Authors

Ekaterina Borozdina received her Candidate of Science degree in sociology from the European University at St. Petersburg in 2012. Her dissertation considered the interactions between obstetricians-gynecologists and their pregnant patients in the context of Russian healthcare reforms. She is a research fellow in the Gender Studies Program of the European University at St. Petersburg. Her current research interests include the professionalization of independent midwifery in Russia and the sociology of care (with an emphasis on midwifery practices).

Larisa Honey received her PhD in anthropology from the Graduate Center of the City University of New York in 2006. She is currently an assistant professor of anthropology in the Department of Social Sciences at Queensborough Community College, CUNY. Her current research focuses on transnationalism, media, and gender in US–Russian political discourse, and a PSC–CUNY Research Award–supported ethnographic study on alternative health communities in New York City. Recent publications include “Media, Ideology, and Myths of East-West Difference: Constructing American Ideals through Images of a ‘Red-Hot’ Russian Spy” in the anthropology journal North American Dialogue (2013) and the chapter “Pluralizing Practices in Late-Socialist Moscow: Russian Alternative Practitioners Reclaim and Redefine Individualism” in the book Soviet Society in the Era of Late Socialism, edited by Neringa Klumbyte and Gulnaz Sharafutdinova (Lexington Books, 2012).

Anna Temkina holds a PhD in social sciences (University of Helsinki), and is the Novartis Chair in Public Health and Gender and codirector of the Gender Studies Program at the European University at St. Petersburg. Her areas of expertise include gender studies, reproductive health, sexuality, feminist theory, gender relations in Soviet and post-Soviet societies, and qualitative research methods. She is the author and coeditor of several books, among them Russia in Transition (Kikimora Publications, 1997; in English), In Search of Sexuality (Izdatel’stvo “Dmitrii Bulanin,” 2002; in Russian), Women’s Sexual Life: Between Subordination and Freedom (Izdatel’stvo EUSPb, 2008; in Russian), New Byt in Contemporary Russia: Gender Studies of Everyday Life (Izdatel’stvo EUSPb, 2009; in Russian), and Health and Trust: Gender Approach to Reproductive Medicine (Izdatel’stvo EUSPb, 2009; in Russian).
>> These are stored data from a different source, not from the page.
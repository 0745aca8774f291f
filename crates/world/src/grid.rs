use std::collections::BTreeMap;
use std::sync::atomic::{AtomicU64, Ordering};

use blockmotion_core::{scoped_rng, SimTick};
use blockmotion_physics::{BlockCell, BlockType, WorldGrid, WorldLookupFailure};
use rand::Rng;
use thiserror::Error;
use tracing::debug;

use crate::{
    BlockId, BlockKind, Chunk, ChunkPos, LocalPos, CHUNK_SIZE_X, CHUNK_SIZE_Y, CHUNK_SIZE_Z,
};

/// Domain tag mixed into the seed for sound-variation draws.
const RANDOM_DOMAIN: u64 = 0x5EED_F007_57E9_0001;

/// Rejected grid edit.
#[derive(Debug, Clone, Copy, PartialEq, Eq, Error)]
pub enum GridEditError {
    /// The cell lies above or below the chunk height range.
    #[error("block {cell} is outside the build height 0..{max}", max = CHUNK_SIZE_Y)]
    OutOfHeight {
        /// Requested cell.
        cell: BlockCell,
    },
}

/// In-memory chunked block grid.
/// Uses BTreeMap for deterministic iteration order.
///
/// Cells in chunks that were never loaded fail lookups with
/// [`WorldLookupFailure::Unloaded`]. Inside a loaded column, cells above or
/// below the build height read as air.
pub struct VoxelGrid {
    seed: u64,
    chunks: BTreeMap<ChunkPos, Chunk>,
    draws: AtomicU64,
}

impl VoxelGrid {
    /// Empty grid with no loaded chunks.
    pub fn new(seed: u64) -> Self {
        Self {
            seed,
            chunks: BTreeMap::new(),
            draws: AtomicU64::new(0),
        }
    }

    /// Flat world: stone up to `ground_height`, topped with `surface` at
    /// `ground_height`, in every chunk within `chunk_radius` of the origin.
    pub fn flat(seed: u64, chunk_radius: i32, ground_height: i32, surface: BlockKind) -> Self {
        let mut grid = Self::new(seed);
        let radius = chunk_radius.max(0);
        let top = ground_height.clamp(0, CHUNK_SIZE_Y as i32 - 1);

        for cx in -radius..=radius {
            for cz in -radius..=radius {
                let pos = ChunkPos::new(cx, cz);
                let chunk = grid.ensure_chunk(pos);
                for lx in 0..CHUNK_SIZE_X {
                    for lz in 0..CHUNK_SIZE_Z {
                        for y in 0..=top as usize {
                            let id = if y as i32 == top {
                                surface.id()
                            } else {
                                BlockKind::Stone.id()
                            };
                            chunk.set_id(LocalPos { x: lx, y, z: lz }, id);
                        }
                    }
                }
            }
        }

        debug!(
            seed,
            chunks = grid.chunks.len(),
            ground_height = top,
            surface = surface.name(),
            "Generated flat grid"
        );
        grid
    }

    pub fn seed(&self) -> u64 {
        self.seed
    }

    /// Number of loaded chunks.
    pub fn chunk_count(&self) -> usize {
        self.chunks.len()
    }

    pub fn is_loaded(&self, pos: ChunkPos) -> bool {
        self.chunks.contains_key(&pos)
    }

    /// Obtain mutable access to a chunk, creating it if necessary.
    pub fn ensure_chunk(&mut self, pos: ChunkPos) -> &mut Chunk {
        self.chunks.entry(pos).or_insert_with(|| Chunk::new(pos))
    }

    /// Drop a chunk; later lookups inside it fail.
    pub fn unload_chunk(&mut self, pos: ChunkPos) -> Option<Chunk> {
        self.chunks.remove(&pos)
    }

    /// Place a block, loading its chunk if needed.
    pub fn set_block(&mut self, cell: BlockCell, kind: BlockKind) -> Result<(), GridEditError> {
        self.set_raw_id(cell, kind.id())
    }

    /// Store a raw id without checking it against the catalogue.
    pub fn set_raw_id(&mut self, cell: BlockCell, id: BlockId) -> Result<(), GridEditError> {
        let (pos, local) = ChunkPos::split(cell).ok_or(GridEditError::OutOfHeight { cell })?;
        self.ensure_chunk(pos).set_id(local, id);
        Ok(())
    }

    /// Fill the inclusive box `min..=max`.
    pub fn fill(
        &mut self,
        min: BlockCell,
        max: BlockCell,
        kind: BlockKind,
    ) -> Result<(), GridEditError> {
        for x in min.x..=max.x {
            for y in min.y..=max.y {
                for z in min.z..=max.z {
                    self.set_block(BlockCell::new(x, y, z), kind)?;
                }
            }
        }
        Ok(())
    }

    /// Block at `cell`.
    pub fn block(&self, cell: BlockCell) -> Result<BlockKind, WorldLookupFailure> {
        let pos = ChunkPos::containing(cell.x, cell.z);
        let chunk = self
            .chunks
            .get(&pos)
            .ok_or(WorldLookupFailure::Unloaded { cell })?;
        let Some((_, local)) = ChunkPos::split(cell) else {
            return Ok(BlockKind::Air);
        };
        let id = chunk.id(local);
        BlockKind::from_id(id).ok_or(WorldLookupFailure::InvalidBlockId { cell, id })
    }
}

impl WorldGrid for VoxelGrid {
    type Block = BlockKind;

    fn block_at(&self, cell: BlockCell) -> Result<BlockKind, WorldLookupFailure> {
        self.block(cell)
    }

    /// Top of the highest solid collider in the column, or 0 if it has none.
    fn max_terrain_height_at(&self, x: i32, z: i32) -> Result<f64, WorldLookupFailure> {
        if !self.is_loaded(ChunkPos::containing(x, z)) {
            return Err(WorldLookupFailure::ColumnUnloaded { x, z });
        }
        for y in (0..CHUNK_SIZE_Y as i32).rev() {
            let cell = BlockCell::new(x, y, z);
            let block = self.block(cell)?;
            if block.is_penetrable() {
                continue;
            }
            if let Some(top) = block
                .colliders(cell)
                .iter()
                .map(|aabb| aabb.max().y)
                .reduce(f64::max)
            {
                return Ok(top);
            }
        }
        Ok(0.0)
    }

    fn random_int(&self) -> i32 {
        let draw = self.draws.fetch_add(1, Ordering::Relaxed);
        scoped_rng(self.seed, RANDOM_DOMAIN, SimTick(draw)).gen()
    }
}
Alexandrina Vanke is a researcher and a lecturer at the Russian State University for the Humanities and at the State Academic University of the Humanities. In 2009 she graduated from the Sociology Department of the Lomonosov Moscow State University, and in 2010 she obtained a master’s degree from the Department of Political Science and Sociology at the European University at St. Petersburg. In 2013 she completed her dissertation titled “Semantics of the Masculine Body in the Space of Social Distinctions” at the Institute of Sociology of the Russian Academy of Sciences, receiving the degree of Candidate of Science in sociology. Her scientific interests include interdisciplinary research on the body and sexuality, collective emotions, and social memory. She also studies issues of working-class people and large social movements in Russia. She is currently a participant in two collaborative projects: “Historical Memory as the Social Space of Conflicts and Solidarity,” funded by the Council of the President of the Russian Federation for the Leading Research Groups of Russia, and “Soviet War Memorials in Eastern Europe and Victory Day,” supported by the Franco-Russian Center for Research in Moscow.
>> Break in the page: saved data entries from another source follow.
//! Per-entity-kind policies: collision shape, steering and collision reactions.

use crate::{checked_half_extents, Aabb, InvalidHalfExtents, KinematicState, MovementIntent};
use blockmotion_core::SimTick;
use glam::DVec3;
use serde::{Deserialize, Serialize};

/// Capability set a moving entity kind supplies to the integrator.
pub trait Body {
    /// Collision box for the entity when its origin is at `position`.
    fn aabb_for_position(&self, position: DVec3) -> Aabb;

    /// Whether the coming tick runs at running speed.
    fn running(&self) -> bool {
        false
    }

    /// Issue this tick's movement commands.
    fn process_movement(&mut self, tick: SimTick, intent: &mut MovementIntent<'_>);

    /// Called after a vertical collision was resolved, before gravity is reset.
    fn on_vertical_collision(&mut self, _state: &mut KinematicState) {}

    /// Called after a horizontal collision was resolved.
    fn on_horizontal_collision(&mut self, _state: &mut KinematicState) {}
}

/// Held movement keys plus look deltas for a player-controlled entity.
#[derive(Debug, Clone, Copy, Default, PartialEq, Serialize, Deserialize)]
#[serde(default)]
pub struct PlayerCommands {
    /// Walk forward.
    pub forward: bool,
    /// Walk backwards.
    pub backward: bool,
    /// Strafe left.
    pub left: bool,
    /// Strafe right.
    pub right: bool,
    /// Rise (swimming / god mode).
    pub up: bool,
    /// Jump when on the ground.
    pub jump: bool,
    /// Run instead of walk.
    pub run: bool,
    /// Degrees to turn this tick.
    pub yaw: f64,
    /// Degrees to tilt this tick (positive looks up).
    pub pitch: f64,
}

/// Player-shaped body steered by [`PlayerCommands`].
///
/// Keys stay held until replaced; look deltas are applied once.
#[derive(Debug, Clone, PartialEq)]
pub struct PlayerBody {
    half_extents: DVec3,
    commands: PlayerCommands,
}

impl PlayerBody {
    /// Default player half extents: 0.6 wide, 1.6 tall.
    pub const HALF_EXTENTS: DVec3 = DVec3::new(0.3, 0.8, 0.3);

    /// Player body with the default shape.
    pub fn new() -> Self {
        Self {
            half_extents: Self::HALF_EXTENTS,
            commands: PlayerCommands::default(),
        }
    }

    /// Player body with a custom shape.
    pub fn with_half_extents(half_extents: DVec3) -> Result<Self, InvalidHalfExtents> {
        Ok(Self {
            half_extents: checked_half_extents(half_extents)?,
            commands: PlayerCommands::default(),
        })
    }

    /// Replace the held commands.
    pub fn set_commands(&mut self, commands: PlayerCommands) {
        self.commands = commands;
    }

    /// Currently held commands.
    pub fn commands(&self) -> PlayerCommands {
        self.commands
    }
}

impl Default for PlayerBody {
    fn default() -> Self {
        Self::new()
    }
}

impl Body for PlayerBody {
    fn aabb_for_position(&self, position: DVec3) -> Aabb {
        Aabb::new(position, self.half_extents)
    }

    fn running(&self) -> bool {
        self.commands.run
    }

    fn process_movement(&mut self, _tick: SimTick, intent: &mut MovementIntent<'_>) {
        let commands = &mut self.commands;
        intent.rotate_yaw(commands.yaw);
        intent.rotate_pitch(commands.pitch);
        commands.yaw = 0.0;
        commands.pitch = 0.0;

        if commands.forward {
            intent.walk_forward();
        }
        if commands.backward {
            intent.walk_backwards();
        }
        if commands.left {
            intent.strafe_left();
        }
        if commands.right {
            intent.strafe_right();
        }
        if commands.up {
            intent.move_up();
        }
        if commands.jump {
            intent.jump();
        }
    }
}

/// Phase of an NPC's wander cycle.
#[derive(Debug, Clone, Copy, PartialEq, Eq, Serialize, Deserialize)]
pub enum WanderState {
    /// Standing still
    Idle,
    /// Walking along the current heading
    Wandering,
}

/// Autonomous body that alternates between idling and wandering.
///
/// Timers and headings derive from the tick and position only, so runs are
/// reproducible. Bumping into a wall queues a jump.
#[derive(Debug, Clone, PartialEq)]
pub struct NpcBody {
    half_extents: DVec3,
    state: WanderState,
    ai_timer: u32,
    jump_queued: bool,
}

impl NpcBody {
    /// NPC with the given collision half extents.
    pub fn new(half_extents: DVec3) -> Result<Self, InvalidHalfExtents> {
        Ok(Self {
            half_extents: checked_half_extents(half_extents)?,
            state: WanderState::Idle,
            ai_timer: 0,
            jump_queued: false,
        })
    }

    /// Current wander phase.
    pub fn wander_state(&self) -> WanderState {
        self.state
    }

    /// Whether a jump is queued for the next tick.
    pub fn jump_queued(&self) -> bool {
        self.jump_queued
    }
}

impl Body for NpcBody {
    fn aabb_for_position(&self, position: DVec3) -> Aabb {
        Aabb::new(position, self.half_extents)
    }

    fn process_movement(&mut self, tick: SimTick, intent: &mut MovementIntent<'_>) {
        self.ai_timer += 1;
        let position = intent.state().position();

        match self.state {
            WanderState::Idle => {
                // Idle for 40-79 ticks
                let idle_duration = 40 + ((tick.0 + position.x as u64) % 40);
                if self.ai_timer as u64 >= idle_duration {
                    self.state = WanderState::Wandering;
                    self.ai_timer = 0;
                    let heading = (tick.0 + position.x as u64 + position.z as u64) % 360;
                    intent.set_yaw(heading as f64);
                }
            }
            WanderState::Wandering => {
                intent.walk_forward();
                // Wander for 20-59 ticks
                let wander_duration = 20 + ((tick.0 + position.z as u64) % 40);
                if self.ai_timer as u64 >= wander_duration {
                    self.state = WanderState::Idle;
                    self.ai_timer = 0;
                }
            }
        }

        if self.jump_queued {
            intent.jump();
            self.jump_queued = false;
        }
    }

    fn on_horizontal_collision(&mut self, _state: &mut KinematicState) {
        if self.state == WanderState::Wandering {
            self.jump_queued = true;
        }
    }
}
//! Walk, strafe and jump commands turned into a per-tick movement vector.

use crate::KinematicState;
use glam::DVec3;

/// Accumulates movement commands for one tick.
///
/// Forward and backward walking follow the yaw; while swimming or in god mode
/// they also follow the pitch, so looking up or down moves the entity
/// vertically. Strafing follows the yaw only.
pub struct MovementIntent<'a> {
    state: &'a mut KinematicState,
    speed: f64,
}

impl<'a> MovementIntent<'a> {
    /// Wrap `state` for a tick running at `active_walking_speed`.
    pub fn new(state: &'a mut KinematicState, active_walking_speed: f64) -> Self {
        Self {
            state,
            speed: active_walking_speed,
        }
    }

    /// Read-only view of the entity being steered.
    pub fn state(&self) -> &KinematicState {
        self.state
    }

    /// Speed the commands are scaled by this tick.
    pub fn speed(&self) -> f64 {
        self.speed
    }

    /// Step along the viewing direction.
    pub fn walk_forward(&mut self) {
        let step = self.walk_vector();
        self.state.movement_direction += step;
    }

    /// Step against the viewing direction.
    pub fn walk_backwards(&mut self) {
        let step = self.walk_vector();
        self.state.movement_direction -= step;
    }

    /// Step to the left of the viewing direction.
    pub fn strafe_left(&mut self) {
        let step = self.planar_vector(self.state.yaw - 90.0);
        self.state.movement_direction += step;
    }

    /// Step to the right of the viewing direction.
    pub fn strafe_right(&mut self) {
        let step = self.planar_vector(self.state.yaw + 90.0);
        self.state.movement_direction += step;
    }

    /// Rise; only has an effect while swimming or in god mode.
    pub fn move_up(&mut self) {
        if self.state.is_swimming || self.state.god_mode {
            self.state.movement_direction.y += self.speed;
        }
    }

    /// Request a jump; only accepted on the ground, out of water and out of god mode.
    pub fn jump(&mut self) {
        if self.state.touching_ground && !self.state.is_swimming && !self.state.god_mode {
            self.state.jump_requested = true;
        }
    }

    /// Turn by `delta` degrees.
    pub fn rotate_yaw(&mut self, delta: f64) {
        self.state.rotate_yaw(delta);
    }

    /// Tilt by `delta` degrees.
    pub fn rotate_pitch(&mut self, delta: f64) {
        self.state.rotate_pitch(delta);
    }

    /// Face an absolute heading in degrees.
    pub fn set_yaw(&mut self, yaw: f64) {
        self.state.set_yaw(yaw);
    }

    /// Face `target`.
    pub fn look_at(&mut self, target: DVec3) {
        self.state.look_at(target);
    }

    fn walk_vector(&self) -> DVec3 {
        if self.state.is_swimming || self.state.god_mode {
            let (yaw, pitch) = (self.state.yaw.to_radians(), self.state.pitch.to_radians());
            DVec3::new(
                self.speed * yaw.sin() * pitch.cos(),
                -self.speed * pitch.sin(),
                -self.speed * yaw.cos() * pitch.cos(),
            )
        } else {
            self.planar_vector(self.state.yaw)
        }
    }

    fn planar_vector(&self, yaw_degrees: f64) -> DVec3 {
        let yaw = yaw_degrees.to_radians();
        DVec3::new(self.speed * yaw.sin(), 0.0, -self.speed * yaw.cos())
    }
}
Elena Zdravomyslova is professor at the European University at St. Petersburg, where she is codirector of the Gender Studies Program, and project coordinator at the Centre for Independent Social Research. Her research and teaching fields include gender studies, women’s movements, and qualitative research methods. Her areas of expertise include gender relations in Russia, feminist theory, sociology of care, and biographical research. She is the author and coeditor of several books, including In Search of Sexuality (Izdatel’stvo “Dmitrii Bulanin,” 2002; in Russian), New Byt in Contemporary Russia: Gender Studies of Everyday Life (Izdatel’stvo EUSPb, 2009; in Russian), and Health and Trust: Gender Approaches to Reproductive Medicine (Izdatel’stvo EUSPb, 2009; in Russian).